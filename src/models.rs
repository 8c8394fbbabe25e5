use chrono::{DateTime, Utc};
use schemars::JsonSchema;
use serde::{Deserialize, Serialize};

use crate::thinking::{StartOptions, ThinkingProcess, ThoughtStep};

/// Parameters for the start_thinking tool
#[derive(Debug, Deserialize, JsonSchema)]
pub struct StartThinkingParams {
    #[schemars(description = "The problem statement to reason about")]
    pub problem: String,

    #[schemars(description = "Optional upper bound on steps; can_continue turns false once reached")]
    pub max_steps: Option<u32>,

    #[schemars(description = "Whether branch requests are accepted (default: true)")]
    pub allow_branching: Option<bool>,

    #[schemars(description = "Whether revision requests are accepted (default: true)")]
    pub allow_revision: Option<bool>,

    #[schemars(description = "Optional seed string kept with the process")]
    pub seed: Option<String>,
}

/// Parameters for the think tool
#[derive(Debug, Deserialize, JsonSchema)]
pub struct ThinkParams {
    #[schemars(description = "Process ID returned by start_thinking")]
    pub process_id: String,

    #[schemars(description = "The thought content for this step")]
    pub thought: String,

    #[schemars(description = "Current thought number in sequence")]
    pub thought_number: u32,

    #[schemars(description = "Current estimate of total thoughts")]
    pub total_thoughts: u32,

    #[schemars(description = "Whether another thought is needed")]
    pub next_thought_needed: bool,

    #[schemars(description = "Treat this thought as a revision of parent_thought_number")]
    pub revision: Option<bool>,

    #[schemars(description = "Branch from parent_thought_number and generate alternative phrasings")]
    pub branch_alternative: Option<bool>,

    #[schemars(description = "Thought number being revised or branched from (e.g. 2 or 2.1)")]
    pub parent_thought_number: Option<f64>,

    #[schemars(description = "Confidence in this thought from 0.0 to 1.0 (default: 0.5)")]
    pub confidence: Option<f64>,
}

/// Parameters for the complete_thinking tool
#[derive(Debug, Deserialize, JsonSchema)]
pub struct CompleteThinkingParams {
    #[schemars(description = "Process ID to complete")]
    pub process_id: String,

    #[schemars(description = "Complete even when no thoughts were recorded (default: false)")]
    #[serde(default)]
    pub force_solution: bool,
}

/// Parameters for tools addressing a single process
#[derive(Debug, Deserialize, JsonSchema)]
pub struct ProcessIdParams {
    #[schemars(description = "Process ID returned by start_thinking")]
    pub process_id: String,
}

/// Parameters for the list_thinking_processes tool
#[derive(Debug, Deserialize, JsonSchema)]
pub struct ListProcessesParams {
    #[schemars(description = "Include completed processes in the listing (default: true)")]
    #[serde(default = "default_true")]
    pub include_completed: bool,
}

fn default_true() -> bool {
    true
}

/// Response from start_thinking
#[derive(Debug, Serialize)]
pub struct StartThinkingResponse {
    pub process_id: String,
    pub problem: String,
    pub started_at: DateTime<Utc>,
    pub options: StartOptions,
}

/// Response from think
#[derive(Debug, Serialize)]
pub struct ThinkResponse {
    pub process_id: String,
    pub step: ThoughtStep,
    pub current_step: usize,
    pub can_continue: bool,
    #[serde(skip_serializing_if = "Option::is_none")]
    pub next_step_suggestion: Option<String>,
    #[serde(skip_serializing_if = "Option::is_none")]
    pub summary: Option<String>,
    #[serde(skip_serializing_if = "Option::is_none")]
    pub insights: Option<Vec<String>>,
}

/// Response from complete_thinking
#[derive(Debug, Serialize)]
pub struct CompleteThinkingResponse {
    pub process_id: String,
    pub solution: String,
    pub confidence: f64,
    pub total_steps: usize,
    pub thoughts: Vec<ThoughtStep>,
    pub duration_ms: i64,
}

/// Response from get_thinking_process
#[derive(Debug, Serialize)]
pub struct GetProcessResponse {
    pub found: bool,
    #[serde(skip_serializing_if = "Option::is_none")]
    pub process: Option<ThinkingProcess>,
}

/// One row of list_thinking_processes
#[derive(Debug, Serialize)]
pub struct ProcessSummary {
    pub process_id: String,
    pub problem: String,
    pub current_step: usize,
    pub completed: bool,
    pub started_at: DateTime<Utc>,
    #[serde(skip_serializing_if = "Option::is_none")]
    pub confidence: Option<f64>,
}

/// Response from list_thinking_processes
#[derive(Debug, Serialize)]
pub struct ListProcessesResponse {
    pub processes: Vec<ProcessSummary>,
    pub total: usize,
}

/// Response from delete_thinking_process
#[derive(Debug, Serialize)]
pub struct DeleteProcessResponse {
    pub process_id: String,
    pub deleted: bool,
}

Exercise objective: The answer must be every line of the data that contains the word "struct".

Reply:
pub struct StartThinkingParams {
pub struct ThinkParams {
pub struct CompleteThinkingParams {
pub struct ProcessIdParams {
pub struct ListProcessesParams {
pub struct StartThinkingResponse {
pub struct ThinkResponse {
pub struct CompleteThinkingResponse {
pub struct GetProcessResponse {
pub struct ProcessSummary {
pub struct ListProcessesResponse {
pub struct DeleteProcessResponse {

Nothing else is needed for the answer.